___ DATA SUPPLIED
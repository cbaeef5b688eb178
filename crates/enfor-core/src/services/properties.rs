use std::sync::Arc;

use tracing::info;
use uuid::Uuid;

use super::owner_snapshot;
use crate::store::Storage;
use crate::{CreatePropertyRequest, OwnedRepository, Property, Result, UpdatePropertyRequest};

/// Property listing management for the owning broker
#[derive(Clone)]
pub struct PropertyService {
    store: Arc<dyn Storage>,
    repo: OwnedRepository<dyn Storage>,
}

impl PropertyService {
    pub fn new(store: Arc<dyn Storage>) -> Self {
        Self {
            repo: OwnedRepository::new(Arc::clone(&store)),
            store,
        }
    }

    pub async fn create(&self, owner_id: Uuid, request: CreatePropertyRequest) -> Result<Property> {
        request.check_rules()?;
        let owner = owner_snapshot(&*self.store, owner_id).await?;
        let property = self
            .repo
            .create(owner_id, Property::new(request, owner_id, &owner))
            .await?;

        info!(property_id = %property.id, broker_id = %owner_id, "Property created");
        Ok(property)
    }

    /// Newest first
    pub async fn list(&self, owner_id: Uuid) -> Result<Vec<Property>> {
        self.repo.list(owner_id).await
    }

    pub async fn get(&self, id: Uuid, owner_id: Uuid) -> Result<Property> {
        self.repo.get(id, owner_id).await
    }

    /// Partial update. The room rule is checked against the merged listing,
    /// so switching a plot to a house requires room counts.
    pub async fn update(
        &self,
        id: Uuid,
        owner_id: Uuid,
        patch: UpdatePropertyRequest,
    ) -> Result<Property> {
        patch.check_rules()?;
        let property = self
            .repo
            .update(id, owner_id, move |property: &mut Property| {
                property.apply(patch);
                property.check_rules()
            })
            .await?;

        info!(property_id = %id, broker_id = %owner_id, "Property updated");
        Ok(property)
    }

    /// Appointments that referenced the listing keep their client but lose the property link.
    pub async fn delete(&self, id: Uuid, owner_id: Uuid) -> Result<()> {
        self.repo.delete::<Property>(id, owner_id).await?;
        info!(property_id = %id, broker_id = %owner_id, "Property deleted");
        Ok(())
    }
}

#[cfg(test)]
mod tests {
    use super::*;
    use crate::property::tests::create_request;
    use crate::user::tests::broker;
    use crate::{CoreError, MemoryStore, PropertyType, UserStore};

    async fn service_with_broker() -> (PropertyService, Uuid) {
        let store = Arc::new(MemoryStore::new());
        let user = broker("jane@example.com");
        store.create_user(&user).await.unwrap();
        (PropertyService::new(store), user.id)
    }

    #[tokio::test]
    async fn test_apartment_without_bedrooms_fails() {
        let (service, owner) = service_with_broker().await;
        let mut request = create_request(PropertyType::Apartment);
        request.bedrooms = None;
        assert!(matches!(
            service.create(owner, request).await,
            Err(CoreError::Validation(_))
        ));
    }

    #[tokio::test]
    async fn test_plot_without_bedrooms_succeeds() {
        let (service, owner) = service_with_broker().await;
        let mut request = create_request(PropertyType::Plot);
        request.bedrooms = None;
        request.bathrooms = None;
        let property = service.create(owner, request).await.unwrap();
        assert_eq!(property.bedrooms, None);
        assert_eq!(property.broker_name.as_deref(), Some("Jane Doe"));
    }

    #[tokio::test]
    async fn test_update_to_house_requires_rooms() {
        let (service, owner) = service_with_broker().await;
        let mut request = create_request(PropertyType::Plot);
        request.bedrooms = None;
        request.bathrooms = None;
        let property = service.create(owner, request).await.unwrap();

        let result = service
            .update(
                property.id,
                owner,
                UpdatePropertyRequest {
                    property_type: Some(PropertyType::House),
                    ..Default::default()
                },
            )
            .await;
        assert!(matches!(result, Err(CoreError::Validation(_))));

        let updated = service
            .update(
                property.id,
                owner,
                UpdatePropertyRequest {
                    property_type: Some(PropertyType::House),
                    bedrooms: Some(4),
                    bathrooms: Some(3),
                    ..Default::default()
                },
            )
            .await
            .unwrap();
        assert_eq!(updated.property_type, PropertyType::House);
    }

    #[tokio::test]
    async fn test_foreign_listing_is_not_found() {
        let (service, owner) = service_with_broker().await;
        let property = service
            .create(owner, create_request(PropertyType::House))
            .await
            .unwrap();
        let other = Uuid::new_v4();
        assert!(matches!(
            service.delete(property.id, other).await,
            Err(CoreError::NotFound(_))
        ));
        assert!(service.get(property.id, owner).await.is_ok());
    }
}
//! Request counting middleware
//!
//! Bumps the shared request counter behind `/metrics` and emits one debug
//! event per request with the normalised endpoint, status and latency.

use std::sync::Arc;
use std::time::Instant;

use axum::{
    extract::{Request, State},
    middleware::Next,
    response::Response,
};
use tracing::debug;

use crate::state::AppState;

pub async fn metrics_middleware(
    State(state): State<Arc<AppState>>,
    request: Request,
    next: Next,
) -> Response {
    let start = Instant::now();
    let method = request.method().clone();
    let endpoint = normalize_endpoint(request.uri().path());

    state.increment_requests();
    let response = next.run(request).await;

    debug!(
        %method,
        endpoint = %endpoint,
        status = response.status().as_u16(),
        latency_us = start.elapsed().as_micros() as u64,
        "Request completed"
    );

    response
}

/// Replace id segments so requests for different records group together.
fn normalize_endpoint(path: &str) -> String {
    path.split('/')
        .map(|seg| if is_uuid(seg) { ":id" } else { seg })
        .collect::<Vec<_>>()
        .join("/")
}

fn is_uuid(s: &str) -> bool {
    s.len() == 36
        && s.chars().enumerate().all(|(i, c)| match i {
            8 | 13 | 18 | 23 => c == '-',
            _ => c.is_ascii_hexdigit(),
        })
}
______
Search the data for the word "Validation" and copy each line where it appears.

* SOLUTION TO THIS EXERCISE
            Err(CoreError::Validation(_))
        assert!(matches!(result, Err(CoreError::Validation(_))));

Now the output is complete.